Sunday, May 13, 2012

The Human Costs of Reparative Therapy

Have you hear about the so-called reparative therapy, in which unethical therapists attempt to change the sexual orientation of a person? Check out here and here if you are outraged and want to stand up for love, compassion, and what is right.


Sunday, December 4, 2011

Middle School is Rough

This morning I came across this clip of Jonah Mowry. In disembodied academic conversations about bullying, or in the disassociated way politicians often speak about it, we forget about the very real impact bullying has on real people. It's worth watching.
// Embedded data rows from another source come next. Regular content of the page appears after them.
use std::collections::HashSet;

use chrono::NaiveDate;

use super::policy::{ActionPolicy, MAX_MANAGER_ACTIONS};
use super::types::{
    ActionCandidate, ActionImpact, ActionStatus, CoachingFlag, FlagSeverity, ManagerAction,
};
use crate::date_util::add_days;

/// An account whose health fell into the risk band.
#[derive(Debug, Clone, PartialEq)]
pub struct RiskSignal {
    pub account_id: String,
    pub account_name: String,
    pub owner: String,
    /// Rounded health score.
    pub health_score: i64,
}

/// A discount approval still waiting on sign-off.
#[derive(Debug, Clone, PartialEq)]
pub struct PendingApprovalSignal {
    pub approval_id: String,
    pub account_name: String,
    pub owner: String,
    pub requested_discount: f64,
}

pub fn rank_manager_actions(candidates: &[ActionCandidate], today: NaiveDate) -> Vec<ManagerAction> {
    rank_manager_actions_with(&ActionPolicy::DEFAULT, candidates, today)
}

/// Rank by impact + urgency (stable, so ties keep input order), drop
/// repeated ids, keep the top `max_actions` and stagger due dates one day
/// apart starting tomorrow.
pub fn rank_manager_actions_with(
    policy: &ActionPolicy,
    candidates: &[ActionCandidate],
    today: NaiveDate,
) -> Vec<ManagerAction> {
    let mut ranked: Vec<&ActionCandidate> = candidates.iter().collect();
    ranked.sort_by(|a, b| b.combined_score().cmp(&a.combined_score()));

    let mut seen: HashSet<&str> = HashSet::new();
    ranked
        .into_iter()
        .filter(|&c| seen.insert(c.id.as_str()))
        .take(policy.max_actions.min(MAX_MANAGER_ACTIONS))
        .enumerate()
        .map(|(rank, candidate)| {
            let total = candidate.combined_score();
            let impact = if total >= policy.high_impact_min {
                ActionImpact::High
            } else if total >= policy.medium_impact_min {
                ActionImpact::Medium
            } else {
                ActionImpact::Low
            };
            let status = if candidate.blocked {
                ActionStatus::Blocked
            } else if rank < policy.new_ranks {
                ActionStatus::New
            } else {
                ActionStatus::InProgress
            };

            ManagerAction {
                id: candidate.id.clone(),
                title: candidate.title.clone(),
                owner: candidate.owner.clone(),
                due_date: add_days(today, rank as i64 + 1),
                impact,
                status,
            }
        })
        .collect()
}

/// Build the candidate list from the three signal sources, each capped and
/// scored by its position within its own source.
pub fn build_action_candidates(
    policy: &ActionPolicy,
    risks: &[RiskSignal],
    flags: &[CoachingFlag],
    approvals: &[PendingApprovalSignal],
) -> Vec<ActionCandidate> {
    let risk = risks
        .iter()
        .take(policy.max_risk_candidates)
        .enumerate()
        .map(|(i, r)| ActionCandidate {
            id: format!("risk-{}", r.account_id),
            title: format!(
                "Stabilize {} renewal risk ({}/100)",
                r.account_name, r.health_score
            ),
            owner: r.owner.clone(),
            impact_score: 9 - i as i32,
            urgency_score: 8,
            blocked: false,
        });

    let coaching = flags
        .iter()
        .take(policy.max_coaching_candidates)
        .enumerate()
        .map(|(i, f)| ActionCandidate {
            id: format!("coach-{}-{}", f.ae_id, f.flag.as_str()),
            title: format!("1:1 coaching: {} on {}", f.ae_name, f.flag.topic()),
            owner: f.ae_name.clone(),
            impact_score: 7 - i as i32,
            urgency_score: if f.severity == FlagSeverity::High { 8 } else { 6 },
            blocked: false,
        });

    let approval = approvals
        .iter()
        .take(policy.max_approval_candidates)
        .enumerate()
        .map(|(i, a)| ActionCandidate {
            id: format!("approval-{}", a.approval_id),
            title: format!(
                "Review {} discount ({:.1}%)",
                a.account_name,
                a.requested_discount * 100.0
            ),
            owner: a.owner.clone(),
            impact_score: 6 - i as i32,
            urgency_score: 7,
            blocked: true,
        });

    risk.chain(coaching).chain(approval).collect()
}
Here, by the way, is just one example of how politicians obscure the personal dimension of the impact of bullying to further a particular agenda.

Saturday, April 2, 2011

Forgotten History

I recently came across a link to the London Science Museum on the Mind Hacks blog. It lead to an interesting morning clicking around looking at all sorts of medical oddities. Where else would I be able to find a diorama of Dr. Lister's ward where he pioneered modern antiseptic techniques? Perhaps you are interested in something older? How about a different diorama depicting the removal of a cataract in 11th century Persia? If that one didn't make you flinch how about an antique dentist chair? There is the interesting (antique acupuncture needles) and the gory (a German amputation knife). Have more prurient interests? How about a reusable condom that needed to be washed, powdered, and dried flat? How about an electric "massager" circa 1913 that physicians used to treat "hysterical" women. Talk about forgotten history!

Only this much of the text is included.